Das estradas da Volta à Pedreira sempre de microfone na mão

Depois de ter trabalhado oito anos na prova rainha do ciclismo nacional, Armando César tornou-se speaker do Sporting de Braga. Chegou a trocar o nome de Quim pelo de Beto e tem gravado na memória... um Portugal-França de andebol. Eis a história de quem trabalha a vender a voz

Pelas estradas da Volta, pavilhões ou no Estádio Municipal de Braga, é comum encontrar Armando César de microfone em punho, animando tudo o que é evento desportivo.
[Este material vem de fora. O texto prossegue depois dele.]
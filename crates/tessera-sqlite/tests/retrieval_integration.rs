//! End-to-end store and retrieve through the facade

use std::sync::Arc;

use serde_json::{json, Map, Value};
use tempfile::TempDir;
use tessera_config::{EmbeddingConfig, StorageConfig, TesseraConfig};
use tessera_core::test_support::{FnTokenizer, ManualClock, MockEmbeddingProvider};
use tessera_core::{RetrievalMode, TesseraError, Tokenizer};
use tessera_sqlite::RagStore;

fn config(dir: &TempDir) -> TesseraConfig {
    TesseraConfig {
        storage: StorageConfig::new(dir.path().join("rag.db")),
        embedding: EmbeddingConfig::mock(32),
        ..TesseraConfig::default()
    }
}

fn rag(dir: &TempDir, embedder: MockEmbeddingProvider) -> RagStore {
    RagStore::new(config(dir), Arc::new(embedder), None).with_clock(Arc::new(ManualClock::new()))
}

fn documents(values: &[Value]) -> Vec<Map<String, Value>> {
    values
        .iter()
        .filter_map(|v| v.as_object().cloned())
        .collect()
}

fn ids(outcome: &tessera_sqlite::RetrievalOutcome) -> Vec<&str> {
    outcome.results.iter().map(|r| r.id.as_str()).collect()
}

#[tokio::test]
async fn fulltext_matches_only_the_containing_document() {
    let dir = TempDir::new().unwrap();
    let store = rag(&dir, MockEmbeddingProvider::with_dimensions(32));
    store
        .store(documents(&[
            json!({"id": "1", "content": "Eino is great"}),
            json!({"id": "2", "content": "Hello world"}),
        ]))
        .await
        .unwrap();

    let outcome = store.retrieve("Eino", Some("fulltext"), 10).await.unwrap();
    assert_eq!(ids(&outcome), vec!["1"]);
    assert_eq!(outcome.results[0].score, 1.0);
}

#[tokio::test]
async fn graph_mode_follows_related_links() {
    let dir = TempDir::new().unwrap();
    let store = rag(&dir, MockEmbeddingProvider::with_dimensions(32));
    store
        .store(documents(&[
            json!({"id": "rust", "content": "ownership and borrowing"}),
            json!({"id": "arena", "content": "bump allocation"}),
            json!({"id": "gc", "content": "tracing collectors"}),
        ]))
        .await
        .unwrap();
    let triples = store.triples().await.unwrap();
    triples.link("rust", "related", "arena").await.unwrap();
    triples.link("gc", "cites", "rust").await.unwrap();

    let outcome = store.retrieve("borrowing", Some("graph"), 10).await.unwrap();
    assert_eq!(ids(&outcome), vec!["rust", "arena"]);
    assert!(outcome.results.iter().all(|r| r.score == 0.5));
}

#[tokio::test]
async fn unknown_mode_is_rejected() {
    let dir = TempDir::new().unwrap();
    let store = rag(&dir, MockEmbeddingProvider::with_dimensions(32));
    let err = store.retrieve("anything", Some("bm25"), 5).await.unwrap_err();
    assert!(matches!(err, TesseraError::UnknownMode(_)));
}

#[tokio::test]
async fn hybrid_reports_failed_vector_search() {
    let dir = TempDir::new().unwrap();
    // Call 1 embeds the stored documents, call 2 is the query
    let store = rag(&dir, MockEmbeddingProvider::with_dimensions(32).fail_on_call(2));
    store
        .store(documents(&[
            json!({"id": "a", "content": "vector search"}),
            json!({"id": "b", "content": "keyword search"}),
        ]))
        .await
        .unwrap();

    let outcome = store.retrieve("keyword", None, 5).await.unwrap();
    assert!(outcome.is_partial());
    assert_eq!(outcome.partial_errors[0].mode, RetrievalMode::Vector);
    assert_eq!(ids(&outcome), vec!["b"]);
    assert!((outcome.results[0].score - 0.4).abs() < 1e-9);
}

#[tokio::test]
async fn hybrid_ranks_exact_match_first() {
    let dir = TempDir::new().unwrap();
    let store = rag(&dir, MockEmbeddingProvider::with_dimensions(64));
    store
        .store(documents(&[
            json!({"id": "a", "content": "async runtime scheduling"}),
            json!({"id": "b", "content": "garbage collection pauses"}),
            json!({"id": "c", "content": "async await syntax"}),
        ]))
        .await
        .unwrap();

    let outcome = store
        .retrieve("async runtime scheduling", Some("hybrid"), 2)
        .await
        .unwrap();
    assert!(!outcome.is_partial());
    assert_eq!(outcome.results.len(), 2);
    assert_eq!(outcome.results[0].id, "a");
    assert!((outcome.results[0].score - 1.0).abs() < 1e-6);
}

#[tokio::test]
async fn injected_tokenizer_segments_unspaced_text() {
    let dir = TempDir::new().unwrap();
    let per_char: Arc<dyn Tokenizer> = Arc::new(FnTokenizer::new(|text: &str| {
        text.chars()
            .filter(|c| !c.is_whitespace())
            .map(String::from)
            .collect::<Vec<_>>()
            .join(" ")
    }));
    let store = RagStore::new(
        config(&dir),
        Arc::new(MockEmbeddingProvider::with_dimensions(32)),
        Some(per_char),
    );
    store
        .store(documents(&[
            json!({"id": "db", "content": "图数据库系统"}),
            json!({"id": "math", "content": "数学"}),
        ]))
        .await
        .unwrap();

    // Not a substring of either document, but every character of it is in "db"
    let outcome = store.retrieve("系统数据", Some("fulltext"), 10).await.unwrap();
    assert_eq!(ids(&outcome), vec!["db"]);
}

#[tokio::test]
async fn data_survives_reopen() {
    let dir = TempDir::new().unwrap();
    {
        let store = rag(&dir, MockEmbeddingProvider::with_dimensions(32));
        store
            .store(documents(&[json!({"id": "keep", "content": "durable row"})]))
            .await
            .unwrap();
    }

    let store = rag(&dir, MockEmbeddingProvider::with_dimensions(32));
    let outcome = store.retrieve("durable", Some("vector"), 1).await.unwrap();
    assert_eq!(ids(&outcome), vec!["keep"]);
}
Armando César é speaker oficial do Sporting Clube de Braga há 13 anos. É, como o próprio diz, um «prostituto da voz». «Comecei a fazer rádio com 15 anos. Era uma rádio-pirata que mais tarde, acabou por ser legalizada. Fiz muitos relatos de futebol e de andebol até a rádio ser vendida a um grupo. Passei a fazer eventos desportivos. Fui speaker da Volta a Portugal durante oito anos antes de surgir o convite do Sporting de Braga. A animação do clube estava entregue a uma empresa que me viu trabalhar na Volta. Desafiou-me a ser speaker, aceitei e fui ficando », conta ao Maisfutebol. Além de ser presença assídua nos jogos da equipa principal, Armando, de 45 anos, desdobra-se em tarefas. «De quando em vez faço voz-off para a nova plataforma do clube, a Next, e comentários nas transmissões dos jogos», explica.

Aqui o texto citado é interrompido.